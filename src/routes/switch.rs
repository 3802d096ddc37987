use std::sync::Arc;

use axum::{
    extract::{Extension, Path},
    http::StatusCode,
    response::IntoResponse,
    Json,
};
use tracing::info;

use crate::dto::switch_dto::SwitchResponse;
use crate::routes::error::ApiError;
use crate::services::auth_user::AuthUser;
use crate::services::team_switcher::{Mode, TeamSwitcher};

/**
 * POST to move the user into the team selected by `mode`.
 */
pub async fn switch_team(
    _auth: AuthUser,
    Extension(switcher): Extension<Arc<TeamSwitcher>>,
    Path(mode): Path<String>,
) -> Result<impl IntoResponse, ApiError> {
    let mode: Mode = mode.parse()?;

    let report = switcher.switch(mode).await?;
    info!(
        "Switched OK: mode={} user_id={} added={:?} removed={:?}",
        mode,
        switcher.user_id(),
        report.added,
        report.removed
    );

    Ok((
        StatusCode::OK,
        Json(SwitchResponse {
            ok: true,
            mode: mode.to_string(),
        }),
    ))
}
use std::fmt;

use serde::Deserialize;
use thiserror::Error;

pub const DEFAULT_AIRCALL_BASE_URL: &str = "https://api.aircall.io/v1";
pub const DEFAULT_BIND_ADDR: &str = "0.0.0.0:3000";

#[derive(Debug, Error)]
pub enum ConfigError {
    #[error("Missing required env var: {0}")]
    Missing(&'static str),

    #[error("Could not read configuration: {0}")]
    Source(#[from] config::ConfigError),
}

/// Raw environment values; every field may be absent or blank here.
#[derive(Debug, Default, Deserialize)]
#[serde(default)]
struct RawSettings {
    aircall_api_id: String,
    aircall_api_token: String,
    team_cs_id: String,
    team_tech_id: String,
    nina_user_id: String,
    app_basic_user: String,
    app_basic_pass: String,
    aircall_base_url: String,
    bind_addr: String,
}

/**
 * Process-wide settings, read once at startup and never mutated afterwards.
 */
#[derive(Clone)]
pub struct Settings {
    pub aircall_api_id: String,
    pub aircall_api_token: String,
    pub team_cs_id: String,
    pub team_tech_id: String,
    pub nina_user_id: String,
    pub app_basic_user: String,
    pub app_basic_pass: String,
    pub aircall_base_url: String,
    pub bind_addr: String,
}

impl fmt::Debug for Settings {
    fn fmt(&self, f: &mut fmt::Formatter<'_>) -> fmt::Result {
        f.debug_struct("Settings")
            .field("aircall_api_id", &"<redacted>")
            .field("aircall_api_token", &"<redacted>")
            .field("team_cs_id", &self.team_cs_id)
            .field("team_tech_id", &self.team_tech_id)
            .field("nina_user_id", &self.nina_user_id)
            .field("app_basic_user", &self.app_basic_user)
            .field("app_basic_pass", &"<redacted>")
            .field("aircall_base_url", &self.aircall_base_url)
            .field("bind_addr", &self.bind_addr)
            .finish()
    }
}

impl Settings {
    /// Reads settings from the process environment.
    pub fn from_env() -> Result<Self, ConfigError> {
        Self::from_source(config::Environment::default())
    }

    fn from_source(env: config::Environment) -> Result<Self, ConfigError> {
        let raw: RawSettings = config::Config::builder()
            .add_source(env)
            .build()?
            .try_deserialize()?;

        Ok(Self {
            aircall_api_id: required("AIRCALL_API_ID", &raw.aircall_api_id)?,
            aircall_api_token: required("AIRCALL_API_TOKEN", &raw.aircall_api_token)?,
            team_cs_id: required("TEAM_CS_ID", &raw.team_cs_id)?,
            team_tech_id: required("TEAM_TECH_ID", &raw.team_tech_id)?,
            nina_user_id: required("NINA_USER_ID", &raw.nina_user_id)?,
            app_basic_user: or_default(&raw.app_basic_user, "admin"),
            app_basic_pass: required("APP_BASIC_PASS", &raw.app_basic_pass)?,
            aircall_base_url: or_default(&raw.aircall_base_url, DEFAULT_AIRCALL_BASE_URL),
            bind_addr: or_default(&raw.bind_addr, DEFAULT_BIND_ADDR),
        })
    }
}

fn required(name: &'static str, value: &str) -> Result<String, ConfigError> {
    let value = value.trim();
    if value.is_empty() {
        return Err(ConfigError::Missing(name));
    }
    Ok(value.to_string())
}

fn or_default(value: &str, default: &str) -> String {
    let value = value.trim();
    if value.is_empty() {
        default.to_string()
    } else {
        value.to_string()
    }
}

#[cfg(test)]
pub fn test_settings() -> Settings {
    Settings {
        aircall_api_id: "api-id".to_string(),
        aircall_api_token: "api-token".to_string(),
        team_cs_id: "cs-team".to_string(),
        team_tech_id: "tech-team".to_string(),
        nina_user_id: "nina".to_string(),
        app_basic_user: "admin".to_string(),
        app_basic_pass: "secret".to_string(),
        aircall_base_url: DEFAULT_AIRCALL_BASE_URL.to_string(),
        bind_addr: DEFAULT_BIND_ADDR.to_string(),
    }
}
use std::fmt;
use std::str::FromStr;
use std::sync::Arc;

use reqwest::Method;
use thiserror::Error;
use tracing::info;

use crate::services::aircall_client::{TeamApi, team_user_path};
use crate::settings::Settings;

/// Which team the user should end up in.
#[derive(Debug, Clone, Copy, PartialEq, Eq)]
pub enum Mode {
    /// Customer service: join the CS team, leave the technical team.
    CustomerService,
    /// Technical: join the technical team, leave the CS team.
    Technical,
}

impl Mode {
    pub fn as_str(&self) -> &'static str {
        match self {
            Mode::CustomerService => "kundeservice",
            Mode::Technical => "teknisk",
        }
    }
}

impl fmt::Display for Mode {
    fn fmt(&self, f: &mut fmt::Formatter<'_>) -> fmt::Result {
        f.write_str(self.as_str())
    }
}

#[derive(Debug, Error, PartialEq, Eq)]
#[error("Invalid mode: {0}")]
pub struct ModeError(pub String);

impl FromStr for Mode {
    type Err = ModeError;

    fn from_str(s: &str) -> Result<Self, Self::Err> {
        match s {
            "kundeservice" => Ok(Mode::CustomerService),
            "teknisk" => Ok(Mode::Technical),
            other => Err(ModeError(other.to_string())),
        }
    }
}

#[derive(Debug, Clone, Copy, PartialEq, Eq)]
pub enum Step {
    Add,
    Remove,
}

impl fmt::Display for Step {
    fn fmt(&self, f: &mut fmt::Formatter<'_>) -> fmt::Result {
        match self {
            Step::Add => f.write_str("add"),
            Step::Remove => f.write_str("remove"),
        }
    }
}

#[derive(Debug, Clone, Copy, PartialEq, Eq)]
pub enum Outcome {
    Applied,
    AlreadyInDesiredState,
}

#[derive(Debug, Clone, Copy, PartialEq, Eq)]
pub struct SwitchReport {
    pub added: Outcome,
    pub removed: Outcome,
}

#[derive(Debug, Error)]
pub enum SwitchError {
    #[error("Aircall {step} failed: {status} {body}")]
    Rejected { step: Step, status: u16, body: String },

    #[error("Aircall request failed: {0}")]
    Transport(#[from] reqwest::Error),
}

/**
 * Maps an Aircall status code to an outcome for the given step. A conflict on
 * add and a not-found on remove both mean the membership is already as wanted.
 */
pub fn interpret(step: Step, status: u16, body: String) -> Result<Outcome, SwitchError> {
    match (step, status) {
        (Step::Add, 200 | 201 | 204) | (Step::Remove, 200 | 204) => Ok(Outcome::Applied),
        (Step::Add, 409) | (Step::Remove, 404) => Ok(Outcome::AlreadyInDesiredState),
        _ => Err(SwitchError::Rejected { step, status, body }),
    }
}

pub struct TeamSwitcher {
    api: Arc<dyn TeamApi>,
    cs_team_id: String,
    tech_team_id: String,
    user_id: String,
}

impl TeamSwitcher {
    pub fn new(api: Arc<dyn TeamApi>, settings: &Settings) -> Self {
        Self {
            api,
            cs_team_id: settings.team_cs_id.clone(),
            tech_team_id: settings.team_tech_id.clone(),
            user_id: settings.nina_user_id.clone(),
        }
    }

    pub fn user_id(&self) -> &str {
        &self.user_id
    }

    /// Returns (team to join, team to leave) for a mode.
    fn teams_for(&self, mode: Mode) -> (&str, &str) {
        match mode {
            Mode::CustomerService => (self.cs_team_id.as_str(), self.tech_team_id.as_str()),
            Mode::Technical => (self.tech_team_id.as_str(), self.cs_team_id.as_str()),
        }
    }

    /**
     * Adds the user to the target team, then removes them from the other one.
     * A failed add stops before the remove. A failed remove leaves the add in
     * place; nothing is rolled back.
     */
    pub async fn switch(&self, mode: Mode) -> Result<SwitchReport, SwitchError> {
        let (join, leave) = self.teams_for(mode);

        let added = self.run_step(Step::Add, join).await?;
        let removed = self.run_step(Step::Remove, leave).await?;

        Ok(SwitchReport { added, removed })
    }

    async fn run_step(&self, step: Step, team_id: &str) -> Result<Outcome, SwitchError> {
        let method = match step {
            Step::Add => Method::POST,
            Step::Remove => Method::DELETE,
        };

        let (status, body) = self
            .api
            .call(method, &team_user_path(team_id, &self.user_id))
            .await?;

        let outcome = interpret(step, status, body)?;

        if outcome == Outcome::AlreadyInDesiredState {
            match step {
                Step::Add => info!(
                    "User already in team (team_id={} user_id={})",
                    team_id, self.user_id
                ),
                Step::Remove => info!(
                    "User not in team (team_id={} user_id={})",
                    team_id, self.user_id
                ),
            }
        }

        Ok(outcome)
    }
}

▶ **Problem to solve**: Tally, across the records, each line that contains the word "FromStr", and answer with nothing except the count.

▶ **Completed task**: 2